In December, we travel across the ocean to talk about one of nature’s gifts: champagne! Champagne is a wine region in France, so only wines from this area can properly be called Champagne. Any “champagne” produced outside this region in France must be referred to as sparkling wine.

No other drink in the world symbolizes a celebration better than champagne or sparkling wine. These drinks help usher in the New Year, as well as weddings, birthdays, promotions, and any other special occasions. This time of year is when approximately 80 percent of this drink is consumed. At holiday parties, my catering company likes to set up a soda station near the front door, greeting guests with a festive glass of champagne.

wine talk

The Champagne region of France is located about 90 miles northeast of Paris. In the late 17th century, French champagnes were formally recognized as a new style of wine. The unique effervescence of champagne is due to the cooler climate of northern France. The grapes from this region were generally not fully ripened and fully fermented in the fall, when wines are traditionally placed in barrels. During the winter the champagne was dormant and then began to ferment once more in the spring. This led to a fizzy drink that was cloudy, due to spent yeast floating in the barrels. At the time, this was considered an inferior product.

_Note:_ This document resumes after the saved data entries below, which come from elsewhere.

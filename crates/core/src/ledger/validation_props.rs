//! Property-based tests for ledger validation.
//!
//! - Non-positive amounts are always rejected, whatever the limit
//! - Positive amounts within the limit are always accepted
//! - Funds check accepts exactly the amounts the balance covers

use chrono::Utc;
use proptest::prelude::*;
use rust_decimal::Decimal;

use coffer_shared::types::{AccountNumber, UserId};

use super::error::LedgerError;
use super::types::{Account, AccountType};
use super::validation::{check_funds, validate_amount};
use crate::policy::AccountStatus;

/// Strategy for amounts in cents between -10,000.00 and 10,000.00.
fn any_amount() -> impl Strategy<Value = Decimal> {
    (-1_000_000i64..=1_000_000i64).prop_map(|cents| Decimal::new(cents, 2))
}

/// Strategy for an optional limit between 0.01 and 20,000.00.
fn any_limit() -> impl Strategy<Value = Option<Decimal>> {
    proptest::option::of((1i64..2_000_000i64).prop_map(|cents| Decimal::new(cents, 2)))
}

proptest! {
    #![proptest_config(ProptestConfig::with_cases(100))]

    #[test]
    fn prop_amount_check_matches_definition(amount in any_amount(), limit in any_limit()) {
        let result = validate_amount(amount, limit);
        if amount <= Decimal::ZERO {
            prop_assert!(matches!(result, Err(LedgerError::InvalidAmount(_))));
        } else if limit.is_some_and(|l| amount > l) {
            prop_assert!(matches!(result, Err(LedgerError::LimitExceeded { .. })), "expected LimitExceeded");
        } else {
            prop_assert!(result.is_ok());
        }
    }

    #[test]
    fn prop_funds_check_matches_balance(
        balance_cents in 0i64..1_000_000i64,
        amount_cents in 1i64..1_000_000i64,
    ) {
        let account = Account {
            number: AccountNumber(1),
            user_id: UserId(1),
            account_type: AccountType::Current,
            balance: Decimal::new(balance_cents, 2),
            status: AccountStatus::Active,
            ifsc_code: "CFR0000001".to_string(),
            opened_at: Utc::now(),
        };
        let ok = check_funds(&account, Decimal::new(amount_cents, 2)).is_ok();
        prop_assert_eq!(ok, amount_cents <= balance_cents);
    }
}
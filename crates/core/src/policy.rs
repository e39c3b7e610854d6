//! Account status policy.
//!
//! Pure decision function: may an account in a given status take part in a
//! given kind of movement. Debits and outgoing transfers need an Active
//! account; credits and incoming transfers are refused only for Closed
//! accounts, so Suspended accounts can still receive funds.

use serde::{Deserialize, Serialize};

/// Lifecycle status of a bank account.
#[derive(Debug, Clone, Copy, PartialEq, Eq, Hash, Serialize, Deserialize)]
#[serde(rename_all = "lowercase")]
pub enum AccountStatus {
    /// Account is open for all movements.
    Active,
    /// Account is frozen for outgoing movements.
    Suspended,
    /// Account is closed. Accounts are never deleted, only closed.
    Closed,
}

impl AccountStatus {
    /// Returns the string representation of the status.
    #[must_use]
    pub const fn as_str(&self) -> &'static str {
        match self {
            Self::Active => "active",
            Self::Suspended => "suspended",
            Self::Closed => "closed",
        }
    }

    /// Parses a status, ignoring case.
    #[must_use]
    pub fn parse(s: &str) -> Option<Self> {
        match s.trim().to_lowercase().as_str() {
            "active" => Some(Self::Active),
            "suspended" => Some(Self::Suspended),
            "closed" => Some(Self::Closed),
            _ => None,
        }
    }
}

impl std::fmt::Display for AccountStatus {
    fn fmt(&self, f: &mut std::fmt::Formatter<'_>) -> std::fmt::Result {
        f.write_str(self.as_str())
    }
}

/// The role an account plays in a movement.
#[derive(Debug, Clone, Copy, PartialEq, Eq, Hash)]
pub enum Operation {
    /// Funds deposited into the account.
    Credit,
    /// Funds withdrawn from the account.
    Debit,
    /// Account is the source of a transfer.
    TransferOut,
    /// Account is the destination of a transfer.
    TransferIn,
}

impl Operation {
    /// Returns true if the operation removes funds from the account.
    #[must_use]
    pub const fn is_outgoing(self) -> bool {
        matches!(self, Self::Debit | Self::TransferOut)
    }
}

/// Why the policy refused an operation.
#[derive(Debug, Clone, Copy, PartialEq, Eq)]
pub enum DenyReason {
    /// Outgoing movement from an account that is not Active.
    NotActive(AccountStatus),
    /// Incoming movement into a Closed account.
    Closed,
}

impl DenyReason {
    /// Stable reason code.
    #[must_use]
    pub const fn code(&self) -> &'static str {
        match self {
            Self::NotActive(_) => "ACCOUNT_NOT_ACTIVE",
            Self::Closed => "ACCOUNT_CLOSED",
        }
    }
}

/// Outcome of a policy check.
#[derive(Debug, Clone, Copy, PartialEq, Eq)]
pub enum PolicyDecision {
    /// The operation may proceed.
    Allow,
    /// The operation must be rejected.
    Deny(DenyReason),
}

impl PolicyDecision {
    /// Returns true if the operation may proceed.
    #[must_use]
    pub const fn is_allowed(&self) -> bool {
        matches!(self, Self::Allow)
    }
}

/// Decides whether an account in `status` may take part in `operation`.
#[must_use]
pub const fn evaluate(status: AccountStatus, operation: Operation) -> PolicyDecision {
    if operation.is_outgoing() {
        match status {
            AccountStatus::Active => PolicyDecision::Allow,
            other => PolicyDecision::Deny(DenyReason::NotActive(other)),
        }
    } else {
        match status {
            AccountStatus::Closed => PolicyDecision::Deny(DenyReason::Closed),
            AccountStatus::Active | AccountStatus::Suspended => PolicyDecision::Allow,
        }
    }
}

#[cfg(test)]
mod tests {
    use super::*;
    use rstest::rstest;

    #[rstest]
    #[case(AccountStatus::Active, Operation::Debit, true)]
    #[case(AccountStatus::Active, Operation::TransferOut, true)]
    #[case(AccountStatus::Active, Operation::Credit, true)]
    #[case(AccountStatus::Active, Operation::TransferIn, true)]
    #[case(AccountStatus::Suspended, Operation::Debit, false)]
    #[case(AccountStatus::Suspended, Operation::TransferOut, false)]
    #[case(AccountStatus::Suspended, Operation::Credit, true)]
    #[case(AccountStatus::Suspended, Operation::TransferIn, true)]
    #[case(AccountStatus::Closed, Operation::Debit, false)]
    #[case(AccountStatus::Closed, Operation::TransferOut, false)]
    #[case(AccountStatus::Closed, Operation::Credit, false)]
    #[case(AccountStatus::Closed, Operation::TransferIn, false)]
    fn test_policy_matrix(
        #[case] status: AccountStatus,
        #[case] operation: Operation,
        #[case] allowed: bool,
    ) {
        assert_eq!(evaluate(status, operation).is_allowed(), allowed);
    }

    #[test]
    fn test_deny_reasons() {
        assert_eq!(
            evaluate(AccountStatus::Suspended, Operation::Debit),
            PolicyDecision::Deny(DenyReason::NotActive(AccountStatus::Suspended))
        );
        assert_eq!(
            evaluate(AccountStatus::Closed, Operation::TransferIn),
            PolicyDecision::Deny(DenyReason::Closed)
        );
        assert_eq!(DenyReason::Closed.code(), "ACCOUNT_CLOSED");
        assert_eq!(
            DenyReason::NotActive(AccountStatus::Closed).code(),
            "ACCOUNT_NOT_ACTIVE"
        );
    }

    #[test]
    fn test_status_parse_round_trip() {
        for status in [
            AccountStatus::Active,
            AccountStatus::Suspended,
            AccountStatus::Closed,
        ] {
            assert_eq!(AccountStatus::parse(status.as_str()), Some(status));
        }
        assert_eq!(AccountStatus::parse(" ACTIVE "), Some(AccountStatus::Active));
        assert_eq!(AccountStatus::parse("frozen"), None);
    }
}
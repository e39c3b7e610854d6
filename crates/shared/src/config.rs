//! Application configuration management.

use rust_decimal::Decimal;
use serde::Deserialize;

/// Application configuration.
#[derive(Debug, Clone, Deserialize)]
pub struct AppConfig {
    /// Database configuration.
    pub database: DatabaseConfig,
    /// Scheduled transfer executor configuration.
    #[serde(default)]
    pub scheduler: SchedulerConfig,
    /// Movement limits.
    #[serde(default)]
    pub limits: LimitsConfig,
    /// Log output configuration.
    #[serde(default)]
    pub logging: LoggingConfig,
}

/// Database configuration.
#[derive(Debug, Clone, Deserialize)]
pub struct DatabaseConfig {
    /// Database connection URL.
    pub url: String,
    /// Maximum number of connections in the pool.
    #[serde(default = "default_max_connections")]
    pub max_connections: u32,
    /// Minimum number of connections in the pool.
    #[serde(default = "default_min_connections")]
    pub min_connections: u32,
}

fn default_max_connections() -> u32 {
    10
}

fn default_min_connections() -> u32 {
    1
}

/// Scheduled transfer executor configuration.
#[derive(Debug, Clone, Deserialize)]
pub struct SchedulerConfig {
    /// Seconds between executor ticks.
    #[serde(default = "default_tick_interval")]
    pub tick_interval_secs: u64,
    /// Maximum number of due entries processed per tick.
    #[serde(default = "default_batch_size")]
    pub batch_size: u64,
    /// How far ahead of now a transfer may be scheduled.
    #[serde(default = "default_window_hours")]
    pub window_hours: i64,
}

fn default_tick_interval() -> u64 {
    60
}

fn default_batch_size() -> u64 {
    100
}

fn default_window_hours() -> i64 {
    24
}

impl Default for SchedulerConfig {
    fn default() -> Self {
        Self {
            tick_interval_secs: default_tick_interval(),
            batch_size: default_batch_size(),
            window_hours: default_window_hours(),
        }
    }
}

/// Per-movement amount limits. `None` disables a limit.
#[derive(Debug, Clone, Deserialize)]
pub struct LimitsConfig {
    /// Largest amount a single transfer may move.
    #[serde(default = "default_transfer_limit")]
    pub transfer: Option<Decimal>,
    /// Largest amount a single teller credit or debit may move.
    #[serde(default = "default_teller_limit")]
    pub teller: Option<Decimal>,
    /// Largest amount a single staff-initiated transfer may move.
    #[serde(default = "default_teller_limit")]
    pub teller_transfer: Option<Decimal>,
}

#[allow(clippy::unnecessary_wraps)]
fn default_transfer_limit() -> Option<Decimal> {
    Some(Decimal::from(150_000))
}

#[allow(clippy::unnecessary_wraps)]
fn default_teller_limit() -> Option<Decimal> {
    Some(Decimal::from(250_000))
}

impl Default for LimitsConfig {
    fn default() -> Self {
        Self {
            transfer: default_transfer_limit(),
            teller: default_teller_limit(),
            teller_transfer: default_teller_limit(),
        }
    }
}

/// Log output configuration.
#[derive(Debug, Clone, Deserialize)]
pub struct LoggingConfig {
    /// `EnvFilter` directive used when `RUST_LOG` is unset.
    #[serde(default = "default_log_filter")]
    pub filter: String,
    /// Emit JSON lines instead of the human-readable format.
    #[serde(default)]
    pub json: bool,
}

fn default_log_filter() -> String {
    "coffer=info,sea_orm=warn".to_string()
}

impl Default for LoggingConfig {
    fn default() -> Self {
        Self {
            filter: default_log_filter(),
            json: false,
        }
    }
}

impl AppConfig {
    /// Loads configuration from environment and config files.
    ///
    /// # Errors
    ///
    /// Returns an error if configuration cannot be loaded.
    pub fn load() -> Result<Self, config::ConfigError> {
        let run_mode = std::env::var("RUN_MODE").unwrap_or_else(|_| "development".to_string());

        let config = config::Config::builder()
            .add_source(config::File::with_name("config/default").required(false))
            .add_source(config::File::with_name(&format!("config/{run_mode}")).required(false))
            .add_source(config::Environment::with_prefix("COFFER").separator("__"))
            .build()?;

        config.try_deserialize()
    }
}

#[cfg(test)]
mod tests {
    use super::*;
    use rust_decimal_macros::dec;

    #[test]
    fn test_load_from_environment_with_defaults() {
        temp_env::with_vars(
            [
                ("COFFER__DATABASE__URL", Some("postgres://localhost/coffer_test")),
                ("RUN_MODE", Some("test-none")),
            ],
            || {
                let config = AppConfig::load().unwrap();
                assert_eq!(config.database.url, "postgres://localhost/coffer_test");
                assert_eq!(config.database.max_connections, 10);
                assert_eq!(config.scheduler.tick_interval_secs, 60);
                assert_eq!(config.scheduler.batch_size, 100);
                assert_eq!(config.scheduler.window_hours, 24);
                assert_eq!(config.limits.transfer, Some(dec!(150000)));
                assert_eq!(config.limits.teller, Some(dec!(250000)));
                assert_eq!(config.limits.teller_transfer, Some(dec!(250000)));
                assert!(!config.logging.json);
            },
        );
    }

    #[test]
    fn test_environment_overrides_scheduler() {
        temp_env::with_vars(
            [
                ("COFFER__DATABASE__URL", Some("postgres://localhost/coffer_test")),
                ("COFFER__SCHEDULER__TICK_INTERVAL_SECS", Some("5")),
                ("RUN_MODE", Some("test-none")),
            ],
            || {
                let config = AppConfig::load().unwrap();
                assert_eq!(config.scheduler.tick_interval_secs, 5);
            },
        );
    }

    #[test]
    fn test_missing_database_url_fails() {
        temp_env::with_vars(
            [
                ("COFFER__DATABASE__URL", None::<&str>),
                ("RUN_MODE", Some("test-none")),
            ],
            || {
                assert!(AppConfig::load().is_err());
            },
        );
    }
}
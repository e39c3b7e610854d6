//! Coffer scheduled transfer service.
//!
//! Connects to the ledger database and executes due scheduled transfers on a
//! fixed period until interrupted.

use std::sync::Arc;
use std::time::Duration as StdDuration;

use chrono::Duration;
use tracing::info;
use tracing_subscriber::{EnvFilter, layer::SubscriberExt, util::SubscriberInitExt};

use coffer_core::clock::{Clock, SystemClock};
use coffer_core::ledger::{AccountLedger, LedgerLimits};
use coffer_core::schedule::{ScheduledTransferExecutor, ScheduledTransferRegistry};
use coffer_db::{PgLedgerStore, connect};
use coffer_shared::AppConfig;
use coffer_shared::config::LoggingConfig;

#[tokio::main]
async fn main() -> anyhow::Result<()> {
    dotenvy::dotenv().ok();

    let config = AppConfig::load()?;
    init_tracing(&config.logging);

    let db = connect(&config.database).await?;
    info!(
        max_connections = config.database.max_connections,
        "Connected to database"
    );

    let store = Arc::new(PgLedgerStore::new(db));
    let clock: Arc<dyn Clock> = Arc::new(SystemClock);

    let limits = LedgerLimits::from(&config.limits);
    let ledger = AccountLedger::new(Arc::clone(&store), Arc::clone(&clock), limits);
    let registry = ScheduledTransferRegistry::new(
        store,
        clock,
        Duration::hours(config.scheduler.window_hours),
    )
    .with_transfer_limit(limits.transfer);
    let executor = ScheduledTransferExecutor::new(ledger, registry, config.scheduler.batch_size);

    let period = StdDuration::from_secs(config.scheduler.tick_interval_secs);
    executor
        .run(period, async {
            if let Err(e) = tokio::signal::ctrl_c().await {
                tracing::error!(error = %e, "failed to listen for shutdown signal");
            }
        })
        .await;

    info!("Scheduler stopped");
    Ok(())
}

fn init_tracing(logging: &LoggingConfig) {
    let filter = EnvFilter::try_from_default_env()
        .unwrap_or_else(|_| EnvFilter::new(&logging.filter));

    let registry = tracing_subscriber::registry().with(filter);
    if logging.json {
        registry.with(tracing_subscriber::fmt::layer().json()).init();
    } else {
        registry.with(tracing_subscriber::fmt::layer()).init();
    }
}
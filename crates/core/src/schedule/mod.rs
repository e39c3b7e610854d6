//! Scheduled transfers.
//!
//! - Domain types and the Pending → Executed | Failed | Cancelled lifecycle
//! - Registry for creation, lookup and cancellation
//! - Executor that drives due entries through the ledger

pub mod error;
pub mod executor;
pub mod registry;
pub mod types;

pub use error::ScheduleError;
pub use executor::{EntryOutcome, ScheduledTransferExecutor};
pub use registry::{DEFAULT_WINDOW_HOURS, ScheduledTransferRegistry};
pub use types::{
    NewScheduledTransfer, ScheduleRequest, ScheduleStatus, ScheduledTransfer, TickReport,
};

The French from the Champagne region created a new process to clarify their drink. Instead of traditional barrel aging and storage, champagne was the first wine to be stored and aged in individual corked bottles. This new process, Methode Champenois, (still in use today) involves inverting the bottles on racks and gently turning the bottles (stirring), to help the yeast collect in the neck of the bottle.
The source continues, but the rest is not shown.